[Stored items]
============================================================

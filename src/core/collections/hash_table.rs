//! Open-addressing hash table with quadratic probing.
//!
//! For a key hashing to `h`, probe `i` lands on slot `(h + i*i) mod capacity`
//! and at most `capacity` probes are tried. Removing an entry leaves a
//! tombstone behind so later probe chains that pass through the slot still
//! reach their keys. Tombstones are reusable by fresh inserts and are dropped
//! whenever the table is rehashed.
//!
//! The table grows (never shrinks) once `len / capacity` exceeds 0.75 before
//! a fresh insert.

use super::errors::ContainerError;
use log::{trace, warn};
use std::collections::hash_map::DefaultHasher;
use std::hash::{Hash, Hasher};
use std::mem;

/// Slot count used by [`HashTable::new`]
pub const DEFAULT_CAPACITY: usize = 29;

const LOAD_FACTOR: f64 = 0.75;
const GROWTH_FACTOR: usize = 2;
/// Fallback growth when doubling is not representable
const CAPACITY_INCREMENT: usize = 32;

#[derive(Debug, Clone)]
enum Slot<K, V> {
    Empty,
    Occupied { key: K, value: V },
    Tombstone,
}

impl<K, V> Slot<K, V> {
    fn into_entry(self) -> Option<(K, V)> {
        match self {
            Slot::Occupied { key, value } => Some((key, value)),
            _ => None,
        }
    }
}

fn empty_slots<K, V>(capacity: usize) -> Vec<Slot<K, V>> {
    (0..capacity).map(|_| Slot::Empty).collect()
}

fn hash_of<K: Hash>(key: &K) -> u64 {
    let mut hasher = DefaultHasher::new();
    key.hash(&mut hasher);
    hasher.finish()
}

fn probe_index(hash: u64, probe: usize, capacity: usize) -> usize {
    let offset = (probe as u128) * (probe as u128);
    ((hash as u128 + offset) % capacity as u128) as usize
}

fn next_capacity(capacity: usize) -> usize {
    capacity
        .checked_mul(GROWTH_FACTOR)
        .unwrap_or_else(|| capacity.saturating_add(CAPACITY_INCREMENT))
}

/// Writes the entry into the first empty or tombstoned slot of its probe
/// sequence, handing it back if the sequence is exhausted.
fn place<K, V>(slots: &mut [Slot<K, V>], hash: u64, key: K, value: V) -> Result<usize, (K, V)> {
    let capacity = slots.len();
    for probe in 0..capacity {
        let index = probe_index(hash, probe, capacity);
        if matches!(slots[index], Slot::Empty | Slot::Tombstone) {
            slots[index] = Slot::Occupied { key, value };
            return Ok(index);
        }
    }
    Err((key, value))
}

/// Key/value store backed by a single slot array.
#[derive(Debug, Clone)]
pub struct HashTable<K, V> {
    slots: Vec<Slot<K, V>>,
    len: usize,
}

impl<K: Hash + Eq, V> HashTable<K, V> {
    /// Create an empty table with [`DEFAULT_CAPACITY`] slots
    pub fn new() -> Self {
        Self {
            slots: empty_slots(DEFAULT_CAPACITY),
            len: 0,
        }
    }

    /// Create an empty table with `capacity` slots
    pub fn with_capacity(capacity: usize) -> Result<Self, ContainerError> {
        if capacity == 0 {
            return Err(ContainerError::InvalidArgument(
                "hash table capacity must be at least 1".to_string(),
            ));
        }
        Ok(Self {
            slots: empty_slots(capacity),
            len: 0,
        })
    }

    /// Insert `value` under `key`.
    ///
    /// An existing entry for `key` is overwritten in its current slot and the
    /// previous value is returned; nothing moves and `len` is unchanged.
    pub fn insert(&mut self, key: K, value: V) -> Option<V> {
        if let Some(index) = self.find(&key) {
            if let Slot::Occupied { value: stored, .. } = &mut self.slots[index] {
                return Some(mem::replace(stored, value));
            }
        }

        if self.load() > LOAD_FACTOR {
            self.resize(next_capacity(self.capacity()));
        }

        let hash = hash_of(&key);
        let (mut key, mut value) = (key, value);
        loop {
            match place(&mut self.slots, hash, key, value) {
                Ok(_) => {
                    self.len += 1;
                    return None;
                }
                Err(rejected) => {
                    warn!(
                        "Probe sequence exhausted at {} slots ({} entries); growing",
                        self.capacity(),
                        self.len
                    );
                    self.resize(next_capacity(self.capacity()));
                    (key, value) = rejected;
                }
            }
        }
    }

    pub fn get(&self, key: &K) -> Option<&V> {
        let index = self.find(key)?;
        match &self.slots[index] {
            Slot::Occupied { value, .. } => Some(value),
            _ => None,
        }
    }

    pub fn get_mut(&mut self, key: &K) -> Option<&mut V> {
        let index = self.find(key)?;
        match &mut self.slots[index] {
            Slot::Occupied { value, .. } => Some(value),
            _ => None,
        }
    }

    pub fn contains_key(&self, key: &K) -> bool {
        self.find(key).is_some()
    }

    /// Remove the entry for `key`, leaving a tombstone in its slot.
    /// Absent keys leave the table untouched.
    pub fn remove(&mut self, key: &K) -> Option<V> {
        let index = self.find(key)?;
        match mem::replace(&mut self.slots[index], Slot::Tombstone) {
            Slot::Occupied { value, .. } => {
                self.len -= 1;
                Some(value)
            }
            other => {
                self.slots[index] = other;
                None
            }
        }
    }

    /// Drop every entry. The slot array keeps its current capacity.
    pub fn clear(&mut self) {
        for slot in self.slots.iter_mut() {
            *slot = Slot::Empty;
        }
        self.len = 0;
    }

    pub fn len(&self) -> usize {
        self.len
    }

    pub fn is_empty(&self) -> bool {
        self.len == 0
    }

    pub fn capacity(&self) -> usize {
        self.slots.len()
    }

    /// Live entries in slot order
    pub fn iter(&self) -> impl Iterator<Item = (&K, &V)> {
        self.slots.iter().filter_map(|slot| match slot {
            Slot::Occupied { key, value } => Some((key, value)),
            _ => None,
        })
    }

    fn load(&self) -> f64 {
        self.len as f64 / self.capacity() as f64
    }

    fn find(&self, key: &K) -> Option<usize> {
        let capacity = self.capacity();
        let hash = hash_of(key);
        for probe in 0..capacity {
            let index = probe_index(hash, probe, capacity);
            match &self.slots[index] {
                Slot::Empty => return None,
                Slot::Occupied { key: stored, .. } if stored == key => return Some(index),
                _ => {}
            }
        }
        None
    }

    fn resize(&mut self, capacity: usize) {
        let mut pending: Vec<(K, V)> = mem::take(&mut self.slots)
            .into_iter()
            .filter_map(Slot::into_entry)
            .collect();
        let mut capacity = capacity;

        loop {
            let mut slots = empty_slots(capacity);
            let mut rejected = Vec::new();
            for (key, value) in pending.drain(..) {
                let hash = hash_of(&key);
                if let Err(entry) = place(&mut slots, hash, key, value) {
                    rejected.push(entry);
                }
            }

            if rejected.is_empty() {
                trace!("Hash table rehashed into {} slots ({} entries)", capacity, self.len);
                self.slots = slots;
                return;
            }

            warn!(
                "{} entries did not fit while rehashing into {} slots; growing again",
                rejected.len(),
                capacity
            );
            pending = slots
                .into_iter()
                .filter_map(Slot::into_entry)
                .chain(rejected)
                .collect();
            capacity = next_capacity(capacity);
        }
    }
}

impl<K: Hash + Eq, V> Default for HashTable<K, V> {
    fn default() -> Self {
        Self::new()
    }
}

============================================================

Where a line in the records above contains "DefaultHasher", include it in the count, and give only that number.

** Response below **
2